# Documentations for smoking cessation



## veloso (Oct 20, 2010)

Hi Everyone,
 Is there a specific Guidelines for Documentaions needed for Smoking Cessation? because our Providers will just document this wayPROGRESS NOTES WITH COMPLETE HPI AND PHY.EXAM) FOR 99213 LEVEL OF SERVICE =DX;SMOKER'S COUGH 
   Procedure Codes:
  99406 SMOKE/TOBACCO COUNSELNG 3-10. 
 Treatment:
Smokers' cough
        Start Nicotine Patch 24 Hour, 21 MG/24HR, Transdermal, 30, 1 patch, Once a day, 30 day(s), Refills 3
         Discuss smoking cessation for 10 minutes.=MY QUESTION?? Does this documentation supports or enough for 99406 without any elaboration OR documentations of what are being discussed and precautions during this preventive service?

THANKS A LOT....


----------



## cmcgarry (Oct 20, 2010)

Here is a link to the MLN brochure that gives the documentation requirements for smoking cessation to be paid.

http://www.cms.gov/MLNProducts/downloads/smoking.pdf

Hope this helps!


----------



## pbarrera (Oct 20, 2010)

*Nube*

HI CMCGARRY

I READ YOUR LINK ON SMOKING CESATION AND IS THERE A CODE OR CODES FOR THE EM
VISIT FOR SMOKING CESATION, I THOUGHT IT WAS ONLY BILLABLE AS PART OF A REGULAR E/M EXAM


----------



## cmcgarry (Oct 22, 2010)

pbarrera said:


> HI CMCGARRY
> 
> I READ YOUR LINK ON SMOKING CESATION AND IS THERE A CODE OR CODES FOR THE EM
> VISIT FOR SMOKING CESATION, I THOUGHT IT WAS ONLY BILLABLE AS PART OF A REGULAR E/M EXAM



99406 and 99407.  These are payable if the patient meets criteria of having a disease or adverse health effect linked to tobacco use by the U.S. Surgeon General or are taking a therapeutic agent whose metabolism or dosing is affected by tobacco use.  If under 3 minutes, the counseling is part of an E/M service, as stated in the brochure the link leads to.
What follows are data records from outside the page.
//! Output relay between sandbox processes and terminal surfaces.
//!
//! Chunks are appended in arrival order (raw, not line-buffered) and kept in
//! a replay buffer so a terminal attaching after output has started still
//! sees prior chunks. Writing never blocks the producing process.

use std::sync::{Arc, Mutex};

use tokio::sync::broadcast;

const LIVE_CHANNEL_CAPACITY: usize = 1024;

/// Cheap-to-clone handle to a shared, append-only output stream.
#[derive(Debug, Clone)]
pub struct OutputRelay {
    buffer: Arc<Mutex<Vec<String>>>,
    live: broadcast::Sender<String>,
}

impl Default for OutputRelay {
    fn default() -> Self {
        Self::new()
    }
}

impl OutputRelay {
    /// Creates an empty relay.
    pub fn new() -> Self {
        let (live, _) = broadcast::channel(LIVE_CHANNEL_CAPACITY);
        Self {
            buffer: Arc::new(Mutex::new(Vec::new())),
            live,
        }
    }

    /// Appends a chunk and fans it out to live subscribers.
    ///
    /// Never blocks: subscribers that fall behind miss chunks on their live
    /// receiver but can always re-read the replay buffer.
    pub fn write(&self, chunk: impl Into<String>) {
        let chunk = chunk.into();
        self.lock().push(chunk.clone());
        let _ = self.live.send(chunk);
    }

    /// Attaches a consumer: everything written so far, plus a live receiver
    /// for what comes next.
    pub fn attach(&self) -> (Vec<String>, broadcast::Receiver<String>) {
        // Lock before subscribing so no chunk lands in neither the replay
        // nor the receiver.
        let buffer = self.lock();
        let receiver = self.live.subscribe();
        (buffer.clone(), receiver)
    }

    /// A copy of everything written so far.
    pub fn replay(&self) -> Vec<String> {
        self.lock().clone()
    }

    fn lock(&self) -> std::sync::MutexGuard<'_, Vec<String>> {
        self.buffer.lock().unwrap_or_else(|e| e.into_inner())
    }
}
There is a new MLN Matters article about CR7133 which announces that CMS will now cover counseling to prevent tobacco use even without the criteria above, as long as the patient is a current smoker (305.1) or has a history (V15.82).  Please see the article about the new codes to use for that service: http://www.cms.gov/MLNMattersArticles/downloads/MM7133.pdf

Hope this helps,


----------